# 1st CV19 - Model 19



## Drm50 (Dec 26, 2014)

Well I was about an about today. Started out to buy a freezer. Found out fast that they are hard to come by. Got to talking to a guy I use to work with and ended up following him home and buying this 357. M19. S&W. Didn’t need it but it’s been so long since I got a S&W I bought it anyway. Will use for trade bait I already got three of them. This one has the 3ts and is a P&R also. Had to end up buying a freezer at Lowe’s that isn’t there yet. They won’t order you one, save you one, or sell you one on line. You got to be there when truck rolls in or prebuy. I was in a jam because we just won half a 1200lb steer from 4H. I gave our freezer away a couple years ago.


----------



## AlanC (Jun 16, 2010)

Congrats, we had a couple tickets on that beef.


----------



## $diesel$ (Aug 3, 2018)

I'm a fisherman, Drm50, and your dangling my favorite bait.
What would it take in trade or cash to relieve you of that one too many 19's?


----------



## Drm50 (Dec 26, 2014)

$diesel$ said:


> I'm a fisherman, Drm50, and your dangling my favorite bait.
> What would it take in trade or cash to relieve you of that one too many 19's?


Send me pm.


----------



## Drm50 (Dec 26, 2014)

I miscounted I got 4 m19s. I thought I had 2 m15s and one of those is a 19.


----------



## shot1buck (Feb 23, 2011)

Best 357 Smith ever made


----------



## Drm50 (Dec 26, 2014)

shot1buck said:


> Best 357 Smith ever made


No, the model 27 is the Cadillac of 357s. To tell the truth the 19 was built light on K frame so cops could have magnum gun that was practical to carry.
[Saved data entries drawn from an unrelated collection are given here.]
//! In-process event bus.

use super::{CacheJobEventBus, EventEnvelope};
use crate::config::DEFAULT_EVENT_CHANNEL_CAPACITY;
use crate::model::{CacheJobStatus, InstanceId};
use crate::registry::CacheJobRegistry;
use dashmap::DashMap;
use std::sync::Arc;
use tokio::sync::broadcast;
use tracing::trace;

/// [`CacheJobEventBus`] implementation for instances living in one process.
///
/// Events ride a single `tokio::sync::broadcast` channel, which preserves
/// publish order for all receivers and therefore trivially satisfies the
/// per-job ordering contract. Snapshots are answered synchronously from the
/// joined members' registries.
///
/// Used by the test suites and by single-process deployments that still
/// want the full coordination protocol; a networked deployment provides its
/// own [`CacheJobEventBus`] instead.
pub struct LocalEventBus {
    sender: broadcast::Sender<EventEnvelope>,
    members: DashMap<InstanceId, Arc<CacheJobRegistry>>,
}

impl LocalEventBus {
    /// Creates a bus with the default event channel capacity.
    pub fn new() -> Self {
        Self::with_capacity(DEFAULT_EVENT_CHANNEL_CAPACITY)
    }

    /// Creates a bus whose broadcast channel buffers `capacity` events.
    pub fn with_capacity(capacity: usize) -> Self {
        let (sender, _) = broadcast::channel(capacity);
        Self {
            sender,
            members: DashMap::new(),
        }
    }

    /// Number of currently joined members.
    pub fn member_count(&self) -> usize {
        self.members.len()
    }
}

impl Default for LocalEventBus {
    fn default() -> Self {
        Self::new()
    }
}

impl CacheJobEventBus for LocalEventBus {
    fn join(
        &self,
        instance: &InstanceId,
        registry: Arc<CacheJobRegistry>,
    ) -> broadcast::Receiver<EventEnvelope> {
        self.members.insert(instance.clone(), registry);
        self.sender.subscribe()
    }

    fn leave(&self, instance: &InstanceId) {
        self.members.remove(instance);
    }

    fn publish(&self, envelope: EventEnvelope) {
        trace!(origin = %envelope.origin, event = %envelope.event, "publishing");
        // send() errors only when no receiver exists, which just means no
        // other member is joined yet
        let _ = self.sender.send(envelope);
    }

    fn snapshot(&self, requester: &InstanceId) -> Vec<CacheJobStatus> {
        self.members
            .iter()
            .filter(|entry| entry.key() != requester)
            .flat_map(|entry| entry.value().alive())
            .collect()
    }
}
//! Simulated seeder for tests and demos.

use super::{SeedContext, SeedFuture, SeedOutcome, TileSeeder};
use crate::model::CacheJobInfo;
use std::time::Duration;
use tracing::debug;

/// A [`TileSeeder`] that pretends to work.
///
/// Three behaviors cover what the coordination tests need:
///
/// - [`completing`](SimulatedSeeder::completing): reports started, steps
///   through progress, completes;
/// - [`holding`](SimulatedSeeder::holding): never starts, parks until
///   cancelled — jobs stay `Scheduled`, which makes cluster assertions
///   deterministic;
/// - [`running_until_cancelled`](SimulatedSeeder::running_until_cancelled):
///   reports started then parks — jobs stay `Running` until aborted.
///
/// Any variant resolves to [`SeedOutcome::Aborted`] when its cancellation
/// token fires first.
#[derive(Clone, Debug)]
pub struct SimulatedSeeder {
    steps: u32,
    step_delay: Duration,
    hold: bool,
    start: bool,
    fail_at_step: Option<u32>,
}

impl SimulatedSeeder {
    /// Runs `steps` progress steps of `step_delay` each, then completes.
    pub fn completing(steps: u32, step_delay: Duration) -> Self {
        Self {
            steps,
            step_delay,
            hold: false,
            start: true,
            fail_at_step: None,
        }
    }

    /// Never starts; parks until cancelled.
    pub fn holding() -> Self {
        Self {
            steps: 0,
            step_delay: Duration::ZERO,
            hold: true,
            start: false,
            fail_at_step: None,
        }
    }

    /// Reports started, then parks until cancelled.
    pub fn running_until_cancelled() -> Self {
        Self {
            steps: 0,
            step_delay: Duration::ZERO,
            hold: true,
            start: true,
            fail_at_step: None,
        }
    }

    /// Like [`completing`](Self::completing), but fails after reaching the
    /// given step.
    pub fn failing_at(steps: u32, step_delay: Duration, fail_at_step: u32) -> Self {
        Self {
            steps,
            step_delay,
            hold: false,
            start: true,
            fail_at_step: Some(fail_at_step),
        }
    }
}

impl TileSeeder for SimulatedSeeder {
    fn seed(&self, info: &CacheJobInfo, ctx: SeedContext) -> SeedFuture {
        let cfg = self.clone();
        let job = info.id.clone();
        Box::pin(async move {
            debug!(%job, "simulated seed starting");
            if cfg.start {
                ctx.report_started();
            }
            if cfg.hold {
                ctx.cancelled().await;
                return SeedOutcome::Aborted;
            }
            for step in 0..cfg.steps {
                tokio::select! {
                    _ = ctx.cancelled() => return SeedOutcome::Aborted,
                    _ = tokio::time::sleep(cfg.step_delay) => {}
                }
                if cfg.fail_at_step == Some(step) {
                    return SeedOutcome::Failed(format!("simulated failure at step {}", step));
                }
                ctx.report_progress((step + 1) as f32 / cfg.steps.max(1) as f32);
            }
            SeedOutcome::Complete
        })
    }
}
The trade off is that a steady diet of magnum ammo will shoot 19s loose. This wasn’t corrected until the L frame came out which is built for 357mag. Still the 27 on N frame, same as 44mag is the best. The m28 Highway Patrolman is same gun just with tough finish for LEO duty.


----------



## bobk (Apr 30, 2004)

Drm50 said:


> I miscounted I got 4 m19s. I thought I had 2 m15s and one of those is a 19.
> View attachment 371053
> View attachment 371055


It must suck to not be able to keep count of all your wheel guns.


----------



## Drm50 (Dec 26, 2014)

bobk said:


> It must suck to not be able to keep count of all your wheel guns.


I know exactly how many I got. Thing is I don’t like 4” or shorter barrels. I don’t shoot them they are trade bait. A 4” gun brings more than a 6”. Shorter the barrel the higher the price. So I sometimes lose track of what I got , not how many.


----------



## Drm50 (Dec 26, 2014)

AlanC said:


> Congrats, we had a couple tickets on that beef.


You ain’t going to believe this but Headly won the other half. He the one butchering it. Just found out. I’m probably going to get nose holes, ass holes and other prime cuts.


----------



## AlanC (Jun 16, 2010)

Well how bout that luck. Makes you go Hmmmmmmmmmmmmmmmm....


----------



## shot1buck (Feb 23, 2011)

Impressive collection! You have me beat!


----------



## Drm50 (Dec 26, 2014)

shot1buck said:


> Impressive collection! You have me beat!


That is not a collection it’s the trade pile.


----------



## Pooch (Jun 16, 2014)

What's the stainless one top left?


----------



## Drm50 (Dec 26, 2014)

Pooch said:


> What's the stainless one top left?


Top left is 629 , 44mag. 83/8”


----------



## Pooch (Jun 16, 2014)

Thought is was, viewing on my phone was had to tell for sure. Mine is in 6". Got it for $175, hahaha, 20 yrs ago. In great condition. Deal of the century I think.


----------



## Drm50 (Dec 26, 2014)

That goes for about $650 today, I just sold nice 29 for $1500. 20yr ago they both would have been about same money used.


----------



## Pooch (Jun 16, 2014)

Would you send me a pm with what you might have to have for that M19? Since its trade bait, lol.


----------



## Drm50 (Dec 26, 2014)

There has been 5 or 6 more m19s run through since that post. Right now have nice stub nose m19 and 4 & 6” m28 and one m27 6” in 357mg Smiths.


----------



## Pooch (Jun 16, 2014)

So I guess this one is gone?


----------



## Drm50 (Dec 26, 2014)

That one now lives in Columbus. That was 4 months ago. Due to the way politics are going the price of pistols is going up. If Repbs lose in Georgia Senate races, pistols will double.


----------